→ TASK OBJECTIVE: This task requires every entry to be set down again exactly.
+--
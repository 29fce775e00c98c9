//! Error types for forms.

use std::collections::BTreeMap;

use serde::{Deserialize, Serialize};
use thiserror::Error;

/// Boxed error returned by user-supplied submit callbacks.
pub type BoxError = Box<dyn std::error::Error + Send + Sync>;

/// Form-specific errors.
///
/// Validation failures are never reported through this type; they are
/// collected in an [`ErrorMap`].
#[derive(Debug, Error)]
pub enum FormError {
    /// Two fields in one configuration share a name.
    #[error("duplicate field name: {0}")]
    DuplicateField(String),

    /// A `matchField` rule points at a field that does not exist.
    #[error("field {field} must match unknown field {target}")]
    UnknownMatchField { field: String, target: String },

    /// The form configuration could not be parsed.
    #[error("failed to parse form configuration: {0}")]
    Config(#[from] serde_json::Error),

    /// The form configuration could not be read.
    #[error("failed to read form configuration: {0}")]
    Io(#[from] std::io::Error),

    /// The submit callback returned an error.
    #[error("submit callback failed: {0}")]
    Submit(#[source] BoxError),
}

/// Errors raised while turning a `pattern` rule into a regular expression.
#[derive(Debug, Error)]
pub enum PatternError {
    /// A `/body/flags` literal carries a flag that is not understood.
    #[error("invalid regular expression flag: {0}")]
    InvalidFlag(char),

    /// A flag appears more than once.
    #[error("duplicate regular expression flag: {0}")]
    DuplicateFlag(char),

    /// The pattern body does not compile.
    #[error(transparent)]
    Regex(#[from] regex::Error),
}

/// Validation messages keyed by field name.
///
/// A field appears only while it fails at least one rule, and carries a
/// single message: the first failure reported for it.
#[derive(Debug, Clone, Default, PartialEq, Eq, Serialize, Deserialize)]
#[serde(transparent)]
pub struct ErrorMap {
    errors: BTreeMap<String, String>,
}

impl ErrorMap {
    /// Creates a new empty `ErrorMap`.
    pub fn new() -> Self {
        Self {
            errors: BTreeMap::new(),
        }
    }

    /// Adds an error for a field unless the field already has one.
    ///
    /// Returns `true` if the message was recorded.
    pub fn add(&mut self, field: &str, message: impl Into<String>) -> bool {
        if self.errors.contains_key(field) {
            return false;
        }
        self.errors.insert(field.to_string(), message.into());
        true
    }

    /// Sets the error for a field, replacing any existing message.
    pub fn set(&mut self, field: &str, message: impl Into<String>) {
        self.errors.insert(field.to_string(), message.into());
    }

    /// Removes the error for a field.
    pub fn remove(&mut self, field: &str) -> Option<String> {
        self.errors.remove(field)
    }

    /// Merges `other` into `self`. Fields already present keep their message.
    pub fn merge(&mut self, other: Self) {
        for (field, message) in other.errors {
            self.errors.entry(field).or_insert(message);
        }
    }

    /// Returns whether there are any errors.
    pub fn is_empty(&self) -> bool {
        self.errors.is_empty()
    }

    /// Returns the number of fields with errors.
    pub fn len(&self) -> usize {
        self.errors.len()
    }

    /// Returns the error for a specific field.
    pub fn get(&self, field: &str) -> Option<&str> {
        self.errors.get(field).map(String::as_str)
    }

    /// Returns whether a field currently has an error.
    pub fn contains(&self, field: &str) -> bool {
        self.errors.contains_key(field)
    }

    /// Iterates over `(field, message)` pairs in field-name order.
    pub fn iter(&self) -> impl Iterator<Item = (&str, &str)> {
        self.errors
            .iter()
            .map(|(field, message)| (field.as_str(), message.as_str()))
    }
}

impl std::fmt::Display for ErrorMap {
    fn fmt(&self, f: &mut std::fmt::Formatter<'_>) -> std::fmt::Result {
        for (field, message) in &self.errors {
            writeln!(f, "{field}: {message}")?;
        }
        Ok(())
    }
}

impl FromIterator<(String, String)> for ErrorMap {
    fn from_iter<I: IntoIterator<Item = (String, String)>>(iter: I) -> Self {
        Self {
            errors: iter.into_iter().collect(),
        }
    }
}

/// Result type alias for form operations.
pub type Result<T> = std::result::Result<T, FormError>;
+--
→ YOUR RESPONSE:
repository 29fce775e00c98c9
//! Error types for forms.

use std::collections::BTreeMap;

use serde::{Deserialize, Serialize};
use thiserror::Error;

/// Boxed error returned by user-supplied submit callbacks.
pub type BoxError = Box<dyn std::error::Error + Send + Sync>;

/// Form-specific errors.
///
/// Validation failures are never reported through this type; they are
/// collected in an [`ErrorMap`].
#[derive(Debug, Error)]
pub enum FormError {
    /// Two fields in one configuration share a name.
    #[error("duplicate field name: {0}")]
    DuplicateField(String),

    /// A `matchField` rule points at a field that does not exist.
    #[error("field {field} must match unknown field {target}")]
    UnknownMatchField { field: String, target: String },

    /// The form configuration could not be parsed.
    #[error("failed to parse form configuration: {0}")]
    Config(#[from] serde_json::Error),

    /// The form configuration could not be read.
    #[error("failed to read form configuration: {0}")]
    Io(#[from] std::io::Error),

    /// The submit callback returned an error.
    #[error("submit callback failed: {0}")]
    Submit(#[source] BoxError),
}

/// Errors raised while turning a `pattern` rule into a regular expression.
#[derive(Debug, Error)]
pub enum PatternError {
    /// A `/body/flags` literal carries a flag that is not understood.
    #[error("invalid regular expression flag: {0}")]
    InvalidFlag(char),

    /// A flag appears more than once.
    #[error("duplicate regular expression flag: {0}")]
    DuplicateFlag(char),

    /// The pattern body does not compile.
    #[error(transparent)]
    Regex(#[from] regex::Error),
}

/// Validation messages keyed by field name.
///
/// A field appears only while it fails at least one rule, and carries a
/// single message: the first failure reported for it.
#[derive(Debug, Clone, Default, PartialEq, Eq, Serialize, Deserialize)]
#[serde(transparent)]
pub struct ErrorMap {
    errors: BTreeMap<String, String>,
}

impl ErrorMap {
    /// Creates a new empty `ErrorMap`.
    pub fn new() -> Self {
        Self {
            errors: BTreeMap::new(),
        }
    }

    /// Adds an error for a field unless the field already has one.
    ///
    /// Returns `true` if the message was recorded.
    pub fn add(&mut self, field: &str, message: impl Into<String>) -> bool {
        if self.errors.contains_key(field) {
            return false;
        }
        self.errors.insert(field.to_string(), message.into());
        true
    }

    /// Sets the error for a field, replacing any existing message.
    pub fn set(&mut self, field: &str, message: impl Into<String>) {
        self.errors.insert(field.to_string(), message.into());
    }

    /// Removes the error for a field.
    pub fn remove(&mut self, field: &str) -> Option<String> {
        self.errors.remove(field)
    }

    /// Merges `other` into `self`. Fields already present keep their message.
    pub fn merge(&mut self, other: Self) {
        for (field, message) in other.errors {
            self.errors.entry(field).or_insert(message);
        }
    }

    /// Returns whether there are any errors.
    pub fn is_empty(&self) -> bool {
        self.errors.is_empty()
    }

    /// Returns the number of fields with errors.
    pub fn len(&self) -> usize {
        self.errors.len()
    }

    /// Returns the error for a specific field.
    pub fn get(&self, field: &str) -> Option<&str> {
        self.errors.get(field).map(String::as_str)
    }

    /// Returns whether a field currently has an error.
    pub fn contains(&self, field: &str) -> bool {
        self.errors.contains_key(field)
    }

    /// Iterates over `(field, message)` pairs in field-name order.
    pub fn iter(&self) -> impl Iterator<Item = (&str, &str)> {
        self.errors
            .iter()
            .map(|(field, message)| (field.as_str(), message.as_str()))
    }
}

impl std::fmt::Display for ErrorMap {
    fn fmt(&self, f: &mut std::fmt::Formatter<'_>) -> std::fmt::Result {
        for (field, message) in &self.errors {
            writeln!(f, "{field}: {message}")?;
        }
        Ok(())
    }
}

impl FromIterator<(String, String)> for ErrorMap {
    fn from_iter<I: IntoIterator<Item = (String, String)>>(iter: I) -> Self {
        Self {
            errors: iter.into_iter().collect(),
        }
    }
}

/// Result type alias for form operations.
pub type Result<T> = std::result::Result<T, FormError>;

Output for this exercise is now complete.